For extreme performance, the others with the sandforce controllers are the way to go. A dependable ssd, most will go for intel. That's the way I look at it.


----------



## cdawall (Jul 16, 2010)

i just got a pair of 32GB drives and raided them its not much if any more expensive than one big drive and quite fast my pair i got used from freaksavior dirt cheap since his x58 didn't like them in raid0


----------



## Ross211 (Jul 16, 2010)

Cold Storm said:


> For the people that want dependable tech, Intel has it covered on that one ssd.



Intel also has the resources to test their SSD on every SATA chipset known to man.

I've seen threads on OCZ forum about users' SSD not showing up in their BIOS 

Intel Controller Hub + Intel SSD = groovy 

I suggest an Intel X25-M or a drive with the newer Sandforce Controller...  Or wait it off for Intel to release their new SSD lineup later this year.


----------



## ISSA2000 (Jul 16, 2010)

you need 120- 200g for games..

unles to raid 0 them(pain in the ass), yo would be better of with a fast hdd.

a new generation 500g platter hdd, has 130+ mb/sec transfer rate (for the first 6-200g) (depends on size 500g-2tb hdd)

just partition c as 200g, rest d: (same as short stroking a hdd, c:\ just used the fastest part of the hdd...

you can use eboosr to cache(supercache)+ accelorate windows wth extra ram.

8g ram(32bit 5+ gig unmanaged ram can be used -v4.0) or 64 bit o/s use managed ram..

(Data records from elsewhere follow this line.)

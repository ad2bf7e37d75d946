// Community exchange post domain model
use super::action::RowAction;
use super::filter::{parse_choice, unknown_control, FilterControls, FilterError, UnknownValue};
use super::reported::{string_or_number, Reported};
use serde::{Deserialize, Serialize};
use std::fmt;
use std::str::FromStr;

#[derive(Debug, Clone, Copy, PartialEq, Eq, Hash, Serialize, Deserialize)]
#[serde(rename_all = "lowercase")]
pub enum PostStatus {
    Active,
    Closed,
}

impl PostStatus {
    pub fn as_str(&self) -> &'static str {
        match self {
            PostStatus::Active => "active",
            PostStatus::Closed => "closed",
        }
    }
}

impl FromStr for PostStatus {
    type Err = UnknownValue;

    fn from_str(s: &str) -> Result<Self, Self::Err> {
        match s.to_ascii_lowercase().as_str() {
            "active" => Ok(PostStatus::Active),
            "closed" => Ok(PostStatus::Closed),
            _ => Err(UnknownValue::new("post status", s)),
        }
    }
}

impl fmt::Display for PostStatus {
    fn fmt(&self, f: &mut fmt::Formatter<'_>) -> fmt::Result {
        f.write_str(self.as_str())
    }
}

#[derive(Debug, Clone, PartialEq, Serialize, Deserialize)]
pub struct CommunityPost {
    #[serde(deserialize_with = "string_or_number")]
    pub post_id: String,
    #[serde(default)]
    pub title: Option<String>,
    #[serde(default)]
    pub resident_name: Option<String>,
    #[serde(default)]
    pub category: Option<String>,
    #[serde(default)]
    pub status: Reported<PostStatus>,
    #[serde(default)]
    pub created_at: Option<String>,
}

impl CommunityPost {
    pub fn actions(&self) -> Vec<RowAction> {
        match self.status {
            Reported::Known(PostStatus::Active) => vec![RowAction::Close, RowAction::Delete],
            _ => vec![RowAction::Delete],
        }
    }
}

#[derive(Debug, Clone, Default, PartialEq)]
pub struct CommunityFilter {
    pub status: Option<PostStatus>,
    /// Categories are free text on the backend ("furniture", "food", ...)
    pub category: Option<String>,
}

impl CommunityFilter {
    pub fn matches(&self, post: &CommunityPost) -> bool {
        if self.status.is_some_and(|status| !post.status.is(status)) {
            return false;
        }
        match &self.category {
            Some(category) => post.category.as_deref() == Some(category.as_str()),
            None => true,
        }
    }
}

impl FilterControls for CommunityFilter {
    fn controls() -> &'static [&'static str] {
        &["status", "category"]
    }

    fn apply(&mut self, control: &str, value: &str) -> Result<(), FilterError> {
        match control {
            "status" => self.status = parse_choice(value)?,
            "category" => {
                let value = value.trim();
                self.category = if value.is_empty() || value.eq_ignore_ascii_case("all") {
                    None
                } else {
                    Some(value.to_string())
                };
            }
            _ => return Err(unknown_control::<Self>(control)),
        }
        Ok(())
    }

    fn query_pairs(&self) -> Vec<(&'static str, String)> {
        let mut pairs = Vec::new();
        if let Some(status) = self.status {
            pairs.push(("status", status.as_str().to_string()));
        }
        if let Some(category) = &self.category {
            pairs.push(("category", category.clone()));
        }
        pairs
    }
}

#[cfg(test)]
mod tests {
    use super::*;

    fn post(status: PostStatus, category: &str) -> CommunityPost {
        CommunityPost {
            post_id: "c1".to_string(),
            title: Some("Free Chair".to_string()),
            resident_name: Some("Alice".to_string()),
            category: Some(category.to_string()),
            status: status.into(),
            created_at: None,
        }
    }

    #[test]
    fn test_closing_is_one_way() {
        assert_eq!(
            post(PostStatus::Active, "furniture").actions(),
            vec![RowAction::Close, RowAction::Delete]
        );
        assert_eq!(
            post(PostStatus::Closed, "furniture").actions(),
            vec![RowAction::Delete]
        );
    }

    #[test]
    fn test_numeric_id_and_unlisted_status() {
        let post: CommunityPost =
            serde_json::from_str(r#"{"post_id":7,"title":"Lamp","status":"Archived"}"#).unwrap();
        assert_eq!(post.post_id, "7");
        assert_eq!(post.status, Reported::Other("Archived".to_string()));
        assert_eq!(post.actions(), vec![RowAction::Delete]);
    }

    #[test]
    fn test_category_filter_is_exact() {
        let mut filter = CommunityFilter::default();
        filter.apply("category", "food").unwrap();
        assert!(filter.matches(&post(PostStatus::Active, "food")));
        assert!(!filter.matches(&post(PostStatus::Active, "furniture")));

        filter.apply("status", "closed").unwrap();
        assert!(!filter.matches(&post(PostStatus::Active, "food")));
        assert_eq!(
            filter.query_pairs(),
            vec![("status", "closed".to_string()), ("category", "food".to_string())]
        );

        filter.apply("category", "").unwrap();
        assert_eq!(filter.category, None);
    }
}
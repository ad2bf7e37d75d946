// Maintenance request domain model
use super::action::RowAction;
use super::filter::{parse_choice, unknown_control, FilterControls, FilterError, UnknownValue};
use super::reported::{string_or_number, Reported};
use serde::{Deserialize, Serialize};
use std::fmt;
use std::str::FromStr;

#[derive(Debug, Clone, Copy, PartialEq, Eq, Hash, Serialize, Deserialize)]
#[serde(rename_all = "snake_case")]
pub enum MaintenanceStatus {
    Pending,
    InProgress,
    Resolved,
}

impl MaintenanceStatus {
    pub const ALL: [MaintenanceStatus; 3] = [
        MaintenanceStatus::Pending,
        MaintenanceStatus::InProgress,
        MaintenanceStatus::Resolved,
    ];

    pub fn as_str(&self) -> &'static str {
        match self {
            MaintenanceStatus::Pending => "pending",
            MaintenanceStatus::InProgress => "in_progress",
            MaintenanceStatus::Resolved => "resolved",
        }
    }

    /// Option text in the status selector
    pub fn label(&self) -> &'static str {
        match self {
            MaintenanceStatus::Pending => "Pending",
            MaintenanceStatus::InProgress => "In Progress",
            MaintenanceStatus::Resolved => "Resolved",
        }
    }
}

impl FromStr for MaintenanceStatus {
    type Err = UnknownValue;

    fn from_str(s: &str) -> Result<Self, Self::Err> {
        match s.to_ascii_lowercase().as_str() {
            "pending" => Ok(MaintenanceStatus::Pending),
            "in_progress" => Ok(MaintenanceStatus::InProgress),
            "resolved" => Ok(MaintenanceStatus::Resolved),
            _ => Err(UnknownValue::new("maintenance status", s)),
        }
    }
}

impl fmt::Display for MaintenanceStatus {
    fn fmt(&self, f: &mut fmt::Formatter<'_>) -> fmt::Result {
        f.write_str(self.as_str())
    }
}

#[derive(Debug, Clone, PartialEq, Serialize, Deserialize)]
pub struct MaintenanceRequest {
    #[serde(deserialize_with = "string_or_number")]
    pub request_id: String,
    #[serde(default)]
    pub apartment_id: Option<String>,
    #[serde(default)]
    pub resident_name: Option<String>,
    #[serde(default)]
    pub category: Option<String>,
    #[serde(default)]
    pub status: Reported<MaintenanceStatus>,
    #[serde(default)]
    pub created_at: Option<String>,
}

impl MaintenanceRequest {
    pub fn is_open(&self) -> bool {
        !self.status.is(MaintenanceStatus::Resolved)
    }

    /// Status is freely re-selectable in both directions, also away from
    /// a value the console does not know.
    pub fn actions(&self) -> Vec<RowAction> {
        vec![RowAction::SetStatus]
    }
}

#[derive(Debug, Clone, Default, PartialEq)]
pub struct MaintenanceFilter {
    pub status: Option<MaintenanceStatus>,
}

impl MaintenanceFilter {
    pub fn matches(&self, request: &MaintenanceRequest) -> bool {
        self.status.is_none_or(|status| request.status.is(status))
    }
}

impl FilterControls for MaintenanceFilter {
    fn controls() -> &'static [&'static str] {
        &["status"]
    }

    fn apply(&mut self, control: &str, value: &str) -> Result<(), FilterError> {
        match control {
            "status" => self.status = parse_choice(value)?,
            _ => return Err(unknown_control::<Self>(control)),
        }
        Ok(())
    }

    fn query_pairs(&self) -> Vec<(&'static str, String)> {
        self.status
            .map(|status| vec![("status", status.as_str().to_string())])
            .unwrap_or_default()
    }
}
// Room and sensor reading domain models
use super::reported::string_or_number;
use serde::{Deserialize, Serialize};
use std::collections::HashMap;

/// Number of history entries shown in the room detail
pub const RECENT_READINGS: usize = 10;

/// A raw sensor value. Simulators emit 0/1 for smoke and motion while
/// older fixtures use booleans.
#[derive(Debug, Clone, PartialEq, Serialize, Deserialize)]
#[serde(untagged)]
pub enum SensorValue {
    Flag(bool),
    Number(f64),
    Text(String),
}

impl SensorValue {
    /// Truthiness as the dashboard reads it: true, any non-zero number,
    /// or a non-empty string
    pub fn is_set(&self) -> bool {
        match self {
            SensorValue::Flag(flag) => *flag,
            SensorValue::Number(value) => *value != 0.0,
            SensorValue::Text(text) => !text.is_empty(),
        }
    }
}

#[derive(Debug, Clone, PartialEq, Serialize, Deserialize)]
pub struct LatestReading {
    #[serde(default)]
    pub timestamp: Option<String>,
    #[serde(default)]
    pub value: Option<SensorValue>,
}

#[derive(Debug, Clone, PartialEq, Serialize, Deserialize)]
pub struct Room {
    #[serde(deserialize_with = "string_or_number")]
    pub room_id: String,
    #[serde(default)]
    pub apartment_id: Option<String>,
    #[serde(default)]
    pub room_name: Option<String>,
    #[serde(default)]
    pub latest_readings: HashMap<String, LatestReading>,
}

impl Room {
    /// "3B - Living Room", falling back to the id when unnamed or blank
    pub fn display_name(&self) -> String {
        let name = self
            .room_name
            .as_deref()
            .filter(|name| !name.trim().is_empty())
            .unwrap_or(&self.room_id);
        format!("{} - {}", self.apartment_id.as_deref().unwrap_or(""), name)
    }

    /// Timestamp of the latest temperature reading, shown as "last update"
    pub fn last_update(&self) -> Option<&str> {
        self.latest_readings
            .get("temperature")
            .and_then(|reading| reading.timestamp.as_deref())
    }

    /// Case-insensitive substring match across apartment, name and id
    pub fn matches(&self, query: &str) -> bool {
        let text = format!(
            "{} {} {}",
            self.apartment_id.as_deref().unwrap_or(""),
            self.room_name.as_deref().unwrap_or(""),
            self.room_id
        );
        text.to_lowercase().contains(&query.to_lowercase())
    }
}

#[derive(Debug, Clone, Default, PartialEq, Serialize, Deserialize)]
pub struct Reading {
    #[serde(default)]
    pub timestamp: Option<String>,
    #[serde(default)]
    pub temperature: Option<SensorValue>,
    #[serde(default)]
    pub smoke: Option<SensorValue>,
    #[serde(default)]
    pub noise: Option<SensorValue>,
    #[serde(default)]
    pub motion: Option<SensorValue>,
}

impl Reading {
    pub fn motion_detected(&self) -> bool {
        self.motion.as_ref().is_some_and(SensorValue::is_set)
    }
}

/// Time-ordered reading history as returned by the backend
#[derive(Debug, Clone, Default, PartialEq, Serialize, Deserialize)]
pub struct RoomHistory {
    #[serde(default)]
    pub readings: Vec<Reading>,
}

impl RoomHistory {
    pub fn latest(&self) -> Reading {
        self.readings.last().cloned().unwrap_or_default()
    }

    /// Last entries in backend order, not re-sorted
    pub fn recent(&self) -> &[Reading] {
        let start = self.readings.len().saturating_sub(RECENT_READINGS);
        &self.readings[start..]
    }
}
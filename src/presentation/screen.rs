// Renders the current section of the dashboard
use crate::application::dashboard_service::{Dashboard, Section};
use crate::application::resource_view::{Resource, ResourceView};
use crate::application::rooms_view::{RoomDetail, DETAIL_SUBTITLE};
use crate::domain::filter::FilterControls;
use crate::domain::overview::Overview;
use crate::presentation::badge::Palette;
use crate::presentation::table_mapper::{
    alert_table, counts_table, history_table, latest_reading_table, maintenance_table,
    package_table, post_table, recent_alert_table, recent_maintenance_table, room_list_table,
};
use std::fmt::Write;

const NO_ROOM_SELECTED: &str = "Select a room to view sensor details.";
const ROOM_DETAIL_FAILED: &str = "Failed to load room details.";

pub fn render(dashboard: &Dashboard, palette: Palette) -> String {
    let section = dashboard.section();
    let mut out = format!("== {} ==\n{}\n\n", section.title(), section.subtitle());

    match section {
        Section::Overview => render_overview(&mut out, dashboard.overview.overview(), palette),
        Section::Rooms => render_rooms(&mut out, dashboard, palette),
        Section::Alerts => {
            render_filters(&mut out, &dashboard.alerts);
            out.push_str(&alert_table(dashboard.alerts.rows()).render_with(palette));
        }
        Section::Maintenance => {
            render_filters(&mut out, &dashboard.maintenance);
            out.push_str(&maintenance_table(dashboard.maintenance.rows()).render_with(palette));
        }
        Section::Packages => {
            render_filters(&mut out, &dashboard.packages);
            out.push_str(&package_table(dashboard.packages.rows()).render_with(palette));
        }
        Section::Community => {
            render_filters(&mut out, &dashboard.community);
            out.push_str(&post_table(dashboard.community.rows()).render_with(palette));
        }
    }
    out
}

/// Active constraints, or `all` when the view is unfiltered
fn render_filters<R: Resource>(out: &mut String, view: &ResourceView<R>) {
    let active: Vec<String> = view
        .filter()
        .query_pairs()
        .into_iter()
        .map(|(control, value)| format!("{control}={value}"))
        .collect();
    let shown = if active.is_empty() { "all".to_string() } else { active.join(" ") };
    let _ = writeln!(
        out,
        "Filters ({}): {shown}\n",
        <R::Filter as FilterControls>::controls().join(", ")
    );
}

fn render_overview(out: &mut String, overview: Option<&Overview>, palette: Palette) {
    let fallback = Overview::default();
    let overview = overview.unwrap_or(&fallback);
    out.push_str(&counts_table(&overview.counts).render_with(palette));
    out.push_str("\nRecent alerts\n");
    out.push_str(&recent_alert_table(&overview.recent_alerts).render_with(palette));
    out.push_str("\nRecent maintenance\n");
    out.push_str(&recent_maintenance_table(&overview.recent_maintenance).render_with(palette));
}

fn render_rooms(out: &mut String, dashboard: &Dashboard, palette: Palette) {
    let rooms = &dashboard.rooms;
    if !rooms.query().is_empty() {
        let _ = writeln!(out, "Search: {}\n", rooms.query());
    }
    out.push_str(&room_list_table(&rooms.visible()).render_with(palette));
    out.push('\n');

    match rooms.detail() {
        RoomDetail::Empty => {
            let _ = writeln!(out, "{NO_ROOM_SELECTED}");
        }
        RoomDetail::Failed { title } => {
            let _ = writeln!(out, "-- {title} --\n{DETAIL_SUBTITLE}\n\n{ROOM_DETAIL_FAILED}");
        }
        RoomDetail::Loaded { title, history } => {
            let _ = writeln!(out, "-- {title} --\n{DETAIL_SUBTITLE}\n\nLatest readings");
            out.push_str(&latest_reading_table(&history.latest()).render_with(palette));
            out.push_str("\nRecent history (last entries)\n");
            out.push_str(&history_table(history.recent()).render_with(palette));
        }
    }
}
// Main entry point - Dependency injection and console setup
mod domain;
mod application;
mod infrastructure;
mod presentation;

use anyhow::Context;
use std::io::IsTerminal;
use std::sync::Arc;
use tokio::io::BufReader;
use tracing_subscriber::EnvFilter;

use crate::application::dashboard_service::Dashboard;
use crate::application::data_source::AdminDataSource;
use crate::infrastructure::config::{load_admin_config, DataSourceKind};
use crate::infrastructure::http_data_source::HttpDataSource;
use crate::infrastructure::memory_data_source::InMemoryDataSource;
use crate::infrastructure::session::SessionStore;
use crate::presentation::badge::Palette;
use crate::presentation::console::{Console, Terminal};

#[tokio::main(flavor = "current_thread")]
async fn main() -> anyhow::Result<()> {
    // Logs go to stderr so they never interleave with the rendered tables
    tracing_subscriber::fmt()
        .with_env_filter(
            EnvFilter::try_from_default_env().unwrap_or_else(|_| EnvFilter::new("warn")),
        )
        .with_writer(std::io::stderr)
        .init();

    let config = load_admin_config().context("loading admin configuration")?;

    // Create data source (infrastructure layer)
    let source: Arc<dyn AdminDataSource> = match config.data_source {
        DataSourceKind::Http => {
            tracing::info!(base_url = %config.backend.base_url, "using admin backend");
            let client =
                HttpDataSource::new(&config.backend).context("building backend client")?;
            Arc::new(client)
        }
        DataSourceKind::Memory => {
            tracing::info!("using in-memory fixtures");
            Arc::new(InMemoryDataSource::with_fixtures())
        }
    };

    let session = SessionStore::new(&config.session);
    match session.role().context("reading stored admin role")? {
        Some(role) => tracing::info!(%role, "signed in"),
        None => tracing::warn!("no stored admin role; the backend may refuse requests"),
    }

    // Create dashboard (application layer) and console (presentation layer)
    let dashboard = Dashboard::new(source);
    let terminal = Terminal::new(BufReader::new(tokio::io::stdin()), tokio::io::stdout());
    let palette = if config.display.color && std::io::stdout().is_terminal() {
        Palette::Ansi
    } else {
        Palette::Plain
    };
    let mut console = Console::new(dashboard, session, terminal).with_palette(palette);

    console.run().await
}
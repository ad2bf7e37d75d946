// Generic resource view - one filterable collection bound to one table
use crate::application::data_source::{AdminDataSource, DataSourceResult};
use crate::domain::action::RowAction;
use crate::domain::alert::{Alert, AlertFilter};
use crate::domain::community::{CommunityFilter, CommunityPost};
use crate::domain::filter::{FilterControls, FilterError};
use crate::domain::maintenance::{MaintenanceFilter, MaintenanceRequest};
use crate::domain::package::{Package, PackageFilter};
use futures::future::BoxFuture;
use thiserror::Error;

#[derive(Debug, Clone, PartialEq, Error)]
pub enum ActionError {
    #[error("there is no row {row} in the {view} table")]
    NoSuchRow { row: usize, view: &'static str },
    #[error("'{action}' is not offered on row {row}")]
    Unavailable { row: usize, action: &'static str },
    #[error("'{action}' does not apply to the {view} view")]
    NotApplicable {
        action: &'static str,
        view: &'static str,
    },
    #[error(transparent)]
    Filter(#[from] FilterError),
}

/// An entity collection the dashboard can list and act on
pub trait Resource: Send + Sync + 'static {
    type Record: Clone + Send + Sync;
    type Filter: FilterControls;

    const NAME: &'static str;

    fn fetch<'a>(
        source: &'a dyn AdminDataSource,
        filter: &'a Self::Filter,
    ) -> BoxFuture<'a, DataSourceResult<Vec<Self::Record>>>;

    fn actions(record: &Self::Record) -> Vec<RowAction>;

    fn id(record: &Self::Record) -> &str;
}

pub struct Alerts;

impl Resource for Alerts {
    type Record = Alert;
    type Filter = AlertFilter;

    const NAME: &'static str = "alerts";

    fn fetch<'a>(
        source: &'a dyn AdminDataSource,
        filter: &'a AlertFilter,
    ) -> BoxFuture<'a, DataSourceResult<Vec<Alert>>> {
        source.list_alerts(filter)
    }

    fn actions(record: &Alert) -> Vec<RowAction> {
        record.actions()
    }

    fn id(record: &Alert) -> &str {
        &record.alert_id
    }
}

pub struct Maintenance;

impl Resource for Maintenance {
    type Record = MaintenanceRequest;
    type Filter = MaintenanceFilter;

    const NAME: &'static str = "maintenance";

    fn fetch<'a>(
        source: &'a dyn AdminDataSource,
        filter: &'a MaintenanceFilter,
    ) -> BoxFuture<'a, DataSourceResult<Vec<MaintenanceRequest>>> {
        source.list_maintenance(filter)
    }

    fn actions(record: &MaintenanceRequest) -> Vec<RowAction> {
        record.actions()
    }

    fn id(record: &MaintenanceRequest) -> &str {
        &record.request_id
    }
}

pub struct Packages;

impl Resource for Packages {
    type Record = Package;
    type Filter = PackageFilter;

    const NAME: &'static str = "packages";

    fn fetch<'a>(
        source: &'a dyn AdminDataSource,
        filter: &'a PackageFilter,
    ) -> BoxFuture<'a, DataSourceResult<Vec<Package>>> {
        source.list_packages(filter)
    }

    fn actions(record: &Package) -> Vec<RowAction> {
        record.actions()
    }

    fn id(record: &Package) -> &str {
        &record.package_id
    }
}

pub struct Community;

impl Resource for Community {
    type Record = CommunityPost;
    type Filter = CommunityFilter;

    const NAME: &'static str = "community";

    fn fetch<'a>(
        source: &'a dyn AdminDataSource,
        filter: &'a CommunityFilter,
    ) -> BoxFuture<'a, DataSourceResult<Vec<CommunityPost>>> {
        source.list_posts(filter)
    }

    fn actions(record: &CommunityPost) -> Vec<RowAction> {
        record.actions()
    }

    fn id(record: &CommunityPost) -> &str {
        &record.post_id
    }
}

/// Rendered state of one resource: the current filter and the rows of the
/// last successful load. Rows are replaced wholesale, never patched.
pub struct ResourceView<R: Resource> {
    filter: R::Filter,
    rows: Vec<R::Record>,
}

impl<R: Resource> Default for ResourceView<R> {
    fn default() -> Self {
        Self {
            filter: R::Filter::default(),
            rows: Vec::new(),
        }
    }
}

impl<R: Resource> ResourceView<R> {
    pub fn new() -> Self {
        Self::default()
    }

    pub fn filter(&self) -> &R::Filter {
        &self.filter
    }

    pub fn rows(&self) -> &[R::Record] {
        &self.rows
    }

    /// Update one filter control. The caller reloads afterwards.
    pub fn set_filter(&mut self, control: &str, value: &str) -> Result<(), FilterError> {
        self.filter.apply(control, value)
    }

    /// Fetch with the current filter and replace the rows. On failure the
    /// previous rows stay in place and the error is only logged.
    pub async fn load(&mut self, source: &dyn AdminDataSource) -> bool {
        match R::fetch(source, &self.filter).await {
            Ok(rows) => {
                tracing::debug!(view = R::NAME, rows = rows.len(), "view loaded");
                self.rows = rows;
                true
            }
            Err(e) => {
                tracing::error!(view = R::NAME, error = %e, "failed to load view");
                false
            }
        }
    }

    /// Record behind a 1-based row number, provided it offers `action`
    pub fn bound(&self, row: usize, action: RowAction) -> Result<&R::Record, ActionError> {
        let record = row
            .checked_sub(1)
            .and_then(|index| self.rows.get(index))
            .ok_or(ActionError::NoSuchRow { row, view: R::NAME })?;

        if !R::actions(record).contains(&action) {
            return Err(ActionError::Unavailable {
                row,
                action: action.label(),
            });
        }
        Ok(record)
    }

    /// Id of the record behind a bound row action
    pub fn bound_id(&self, row: usize, action: RowAction) -> Result<String, ActionError> {
        self.bound(row, action).map(|record| R::id(record).to_string())
    }
}
// User-facing notification port
use async_trait::async_trait;

/// Blocking interactions with the admin: notifications, confirmations and
/// single-field questions.
#[async_trait]
pub trait Prompt: Send {
    async fn alert(&mut self, message: &str);

    async fn confirm(&mut self, question: &str) -> bool;

    /// Ask for one form field. Returns an empty string when nothing was given.
    async fn ask(&mut self, label: &str) -> String;
}
// Presentation layer - Console rendering and command handling
pub mod badge;
pub mod console;
pub mod format;
pub mod screen;
pub mod table_mapper;
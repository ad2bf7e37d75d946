use serde::Deserialize;
use std::path::{Path, PathBuf};

const DEFAULT_CONFIG_FILE: &str = "config/admin";
const ENV_PREFIX: &str = "ADMIN";

#[derive(Debug, Deserialize, Clone, Copy, PartialEq, Eq)]
#[serde(rename_all = "lowercase")]
pub enum DataSourceKind {
    Http,
    /// Built-in fixtures, no backend needed
    Memory,
}

#[derive(Debug, Deserialize, Clone)]
pub struct AdminConfig {
    pub data_source: DataSourceKind,
    pub backend: BackendSettings,
    pub session: SessionSettings,
    pub display: DisplaySettings,
}

#[derive(Debug, Deserialize, Clone)]
pub struct BackendSettings {
    pub base_url: String,
    /// Sent as the Cookie header on every request
    pub session_cookie: Option<String>,
    pub timeout_secs: u64,
}

#[derive(Debug, Deserialize, Clone)]
pub struct SessionSettings {
    pub role_file: PathBuf,
    pub login_url: String,
}

#[derive(Debug, Deserialize, Clone)]
pub struct DisplaySettings {
    /// Colour badges when stdout is a terminal
    pub color: bool,
}

pub fn load_admin_config() -> anyhow::Result<AdminConfig> {
    load_admin_config_from(Path::new(DEFAULT_CONFIG_FILE))
}

/// Defaults, overridden by the file at `path` (if present), overridden by
/// `ADMIN__*` environment variables
pub fn load_admin_config_from(path: &Path) -> anyhow::Result<AdminConfig> {
    let settings = config::Config::builder()
        .set_default("data_source", "http")?
        .set_default("backend.base_url", "http://127.0.0.1:5001")?
        .set_default("backend.timeout_secs", 10)?
        .set_default("session.role_file", ".admin-role")?
        .set_default("session.login_url", "login.html")?
        .set_default("display.color", true)?
        .add_source(config::File::with_name(&path.to_string_lossy()).required(false))
        .add_source(
            config::Environment::with_prefix(ENV_PREFIX)
                .prefix_separator("__")
                .separator("__"),
        )
        .build()?;

    Ok(settings.try_deserialize()?)
}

ebooster r+5 g ram for it makes huge diff.. 


older bios/board have prob with ssd, i had my mod my bis (x48 chipset asus rampage formula) with latest intel raid bios mod) so my ssd works(and does not drop out of raid)


P.s look at the silverstone ssd booster thread.. or much callisto deluxe ssd speed,  hdtach speed show mch slower than ssd speed that they avertise..

my ssd says 280mb/read etc, bu in hdtach i get 240mb/sec in intel x9


----------



## Cold Storm (Jul 16, 2010)

Ross211 said:


> Intel also has the resources to test their SSD on every SATA chipset known to man.
> 
> I've seen threads on OCZ forum about users' SSD not showing up in their BIOS
> 
> ...



True on the factor that intel has more to do in testing then some companies. 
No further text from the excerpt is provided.